Plasmonic LAMP: Improving the Detection Specificity and Sensitivity for SARS‐CoV‐2 by Plasmonic Sensing of Isothermally Amplified Nucleic Acids

Abstract The ability to detect pathogens specifically and sensitively is critical to combat infectious diseases outbreaks and pandemics. Colorimetric assays involving loop‐mediated isothermal amplification (LAMP) provide simple readouts yet suffer from the intrinsic non‐template amplification. Herein, a highly specific and sensitive assay relying on plasmonic sensing of LAMP amplicons via DNA hybridization, termed as plasmonic LAMP, is developed for the severe acute respiratory syndrome‐related coronavirus 2 (SARS‐CoV‐2) RNA detection.
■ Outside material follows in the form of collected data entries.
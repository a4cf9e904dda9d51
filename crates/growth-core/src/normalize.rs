//! Type normalization: coerces raw spreadsheet cell values into the
//! canonical dtypes the downstream stages rely on. Single bad cells
//! become nulls and are counted; only a structurally broken column
//! (or a missing one) aborts the run.

use std::collections::BTreeMap;

use chrono::NaiveDate;
use once_cell::sync::Lazy;
use polars::prelude::*;
use tracing::{info, warn};

use crate::error::{PipelineError, Result};
use crate::schema::{self, columns, BINARY_COLUMNS, DATE_COLUMNS, REQUIRED_SOURCE_COLUMNS};

const STAGE: &str = "type normalizer";

/// Numeric date cells at or below this are counters or garbage, not
/// spreadsheet serial dates.
const SERIAL_DATE_FLOOR: f64 = 1000.0;

static DATE_FORMATS: &[&str] = &[
    "%Y-%m-%d",
    "%Y-%m-%d %H:%M:%S",
    "%Y/%m/%d",
    "%m/%d/%Y",
    "%d-%b-%Y",
];

static UNIX_EPOCH_DATE: Lazy<NaiveDate> =
    Lazy::new(|| NaiveDate::from_ymd_opt(1970, 1, 1).expect("valid epoch"));

/// Day 0 of the spreadsheet serial calendar, chosen so that serial 1
/// lands on 1900-01-01.
static SHEET_EPOCH: Lazy<NaiveDate> =
    Lazy::new(|| NaiveDate::from_ymd_opt(1899, 12, 31).expect("valid epoch"));

/// Per-column coercion outcome. Failures are observability data, not
/// errors: the failing cells have already been nulled.
#[derive(Debug, Default, Clone)]
pub struct CoercionReport {
    pub failures: BTreeMap<String, usize>,
    pub serial_date_columns: Vec<String>,
}

impl CoercionReport {
    pub fn total_failures(&self) -> usize {
        self.failures.values().sum()
    }

    fn record(&mut self, column: &str, failed: usize) {
        if failed > 0 {
            *self.failures.entry(column.to_string()).or_insert(0) += failed;
        }
    }
}

/// Coerces date, numeric and binary columns to canonical dtypes.
/// Returns a new table plus the per-column failure counts.
pub fn normalize_types(df: &DataFrame) -> Result<(DataFrame, CoercionReport)> {
    let missing = schema::missing_columns(df, &REQUIRED_SOURCE_COLUMNS);
    if !missing.is_empty() {
        return Err(PipelineError::Schema {
            stage: STAGE,
            missing,
        });
    }

    let mut report = CoercionReport::default();
    if df.is_empty() {
        warn!("input table is empty, nothing to normalize");
        return Ok((df.clone(), report));
    }

    let mut out = df.clone();

    for name in DATE_COLUMNS {
        if schema::has_column(&out, name) {
            let coerced = coerce_date_column(out.column(name)?, &mut report)?;
            out.with_column(coerced)?;
        }
    }

    for name in [columns::VALUE, columns::WHO_INDEX] {
        if schema::has_column(&out, name) {
            let coerced = coerce_float_column(out.column(name)?, &mut report)?;
            out.with_column(coerced)?;
        }
    }

    let id = coerce_id_column(out.column(columns::CHILD_ID)?, &mut report)?;
    out.with_column(id)?;

    for name in BINARY_COLUMNS {
        if schema::has_column(&out, name) {
            let coerced = coerce_binary_column(out.column(name)?, &mut report)?;
            out.with_column(coerced)?;
        }
    }

    for name in [columns::MEASUREMENT_KIND, columns::SITE, columns::SITE_GROUP] {
        if schema::has_column(&out, name) {
            let coerced = coerce_string_column(out.column(name)?)?;
            out.with_column(coerced)?;
        }
    }

    for (column, failed) in &report.failures {
        warn!(column = column.as_str(), failed, "cells failed coercion and were nulled");
    }
    info!(
        rows = out.height(),
        total_failures = report.total_failures(),
        "type normalization complete"
    );

    Ok((out, report))
}

/// Converts a spreadsheet serial number to a calendar date. Serial 1 is
/// 1900-01-01; serials past 59 are shifted down by one so the phantom
/// 1900-02-29 the spreadsheet engine believes in never materializes.
pub fn serial_to_date(serial: f64) -> Option<NaiveDate> {
    if !serial.is_finite() {
        return None;
    }
    let mut days = serial.trunc() as i64;
    if days > 59 {
        days -= 1;
    }
    SHEET_EPOCH.checked_add_signed(chrono::Duration::days(days))
}

pub fn date_to_days(date: NaiveDate) -> i32 {
    date.signed_duration_since(*UNIX_EPOCH_DATE).num_days() as i32
}

pub fn days_to_date(days: i32) -> Option<NaiveDate> {
    UNIX_EPOCH_DATE.checked_add_signed(chrono::Duration::days(i64::from(days)))
}

fn parse_date_str(raw: &str) -> Option<NaiveDate> {
    let trimmed = raw.trim();
    if trimmed.is_empty() {
        return None;
    }
    for fmt in DATE_FORMATS {
        if let Ok(date) = NaiveDate::parse_from_str(trimmed, fmt) {
            return Some(date);
        }
        // Date strings exported with a time component still parse as
        // plain dates once the clock part is matched.
        if let Ok(dt) = chrono::NaiveDateTime::parse_from_str(trimmed, fmt) {
            return Some(dt.date());
        }
    }
    None
}

fn non_null(column: &Column) -> usize {
    column.len() - column.null_count()
}

fn conversion_error(column: &Column, source: PolarsError) -> PipelineError {
    PipelineError::TypeConversion {
        column: column.name().to_string(),
        source,
    }
}

fn coerce_date_column(column: &Column, report: &mut CoercionReport) -> Result<Column> {
    let name = column.name().clone();

    match column.dtype() {
        DataType::Date => return Ok(column.clone()),
        DataType::Datetime(_, _) => {
            return column
                .cast(&DataType::Date)
                .map_err(|err| conversion_error(column, err));
        }
        _ => {}
    }

    let is_numeric = matches!(
        column.dtype(),
        DataType::Int8
            | DataType::Int16
            | DataType::Int32
            | DataType::Int64
            | DataType::UInt8
            | DataType::UInt16
            | DataType::UInt32
            | DataType::UInt64
            | DataType::Float32
            | DataType::Float64
    );

    let mut days: Vec<Option<i32>> = Vec::with_capacity(column.len());
    let mut failed = 0usize;

    if is_numeric {
        let values = column
            .cast(&DataType::Float64)
            .map_err(|err| conversion_error(column, err))?;
        let values = values.f64()?;
        let looks_serial = values.min().is_some_and(|min| min > SERIAL_DATE_FLOOR);

        if looks_serial {
            report.serial_date_columns.push(name.to_string());
            info!(column = name.as_str(), "converting spreadsheet serial dates");
        }

        for idx in 0..values.len() {
            match values.get(idx) {
                Some(serial) if looks_serial => match serial_to_date(serial) {
                    Some(date) => days.push(Some(date_to_days(date))),
                    None => {
                        failed += 1;
                        days.push(None);
                    }
                },
                Some(_) => {
                    // Small numerics in a date column cannot be dates.
                    failed += 1;
                    days.push(None);
                }
                None => days.push(None),
            }
        }
    } else {
        let values = column
            .cast(&DataType::String)
            .map_err(|err| conversion_error(column, err))?;
        let values = values.str()?;

        for idx in 0..values.len() {
            match values.get(idx) {
                Some(raw) if !raw.trim().is_empty() => match parse_date_str(raw) {
                    Some(date) => days.push(Some(date_to_days(date))),
                    None => {
                        failed += 1;
                        days.push(None);
                    }
                },
                _ => days.push(None),
            }
        }
    }

    report.record(name.as_str(), failed);
    let series = Series::new(name, days)
        .cast(&DataType::Date)
        .map_err(|err| conversion_error(column, err))?;
    Ok(series.into())
}

fn coerce_float_column(column: &Column, report: &mut CoercionReport) -> Result<Column> {
    let before = non_null(column);
    let casted = column
        .cast(&DataType::Float64)
        .map_err(|err| conversion_error(column, err))?;
    report.record(column.name().as_str(), before.saturating_sub(non_null(&casted)));
    Ok(casted)
}

fn coerce_id_column(column: &Column, report: &mut CoercionReport) -> Result<Column> {
    let before = non_null(column);
    // Via Float64 so textual ids like "1024.0" survive the trip.
    let casted = column
        .cast(&DataType::Float64)
        .and_then(|col| col.cast(&DataType::Int64))
        .map_err(|err| conversion_error(column, err))?;
    report.record(column.name().as_str(), before.saturating_sub(non_null(&casted)));
    Ok(casted)
}

fn coerce_binary_column(column: &Column, report: &mut CoercionReport) -> Result<Column> {
    let before = non_null(column);
    let casted = column
        .cast(&DataType::Float64)
        .map_err(|err| conversion_error(column, err))?;
    report.record(column.name().as_str(), before.saturating_sub(non_null(&casted)));

    let values = casted.f64()?;
    let mut flags: Vec<i32> = Vec::with_capacity(values.len());
    for idx in 0..values.len() {
        match values.get(idx) {
            Some(v) if v != 0.0 => flags.push(1),
            _ => flags.push(0),
        }
    }
    Ok(Series::new(column.name().clone(), flags).into())
}

fn coerce_string_column(column: &Column) -> Result<Column> {
    column
        .cast(&DataType::String)
        .map_err(|err| conversion_error(column, err))
}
This work has two important advances. First, gold and silver (Au–Ag) alloy nanoshells are developed as plasmonic sensors that have 4‐times stronger extinction in the visible wavelengths and give a 20‐times lower detection limit for oligonucleotides over Au counterparts. Second, the integrated method allows cutting the complex LAMP amplicons into short repeats that are amendable for hybridization with oligonucleotide‐functionalized Au–Ag nanoshells. In the SARS‐CoV‐2 RNA detection, plasmonic LAMP takes ≈75 min assay time, achieves a detection limit of 10 copies per reaction, and eliminates the contamination from non‐template amplification. It also shows better detection specificity and sensitivity over commercially available LAMP kits due to the additional sequence identification. This work opens a new route for LAMP amplicon detection and provides a method for virus testing at its early representation.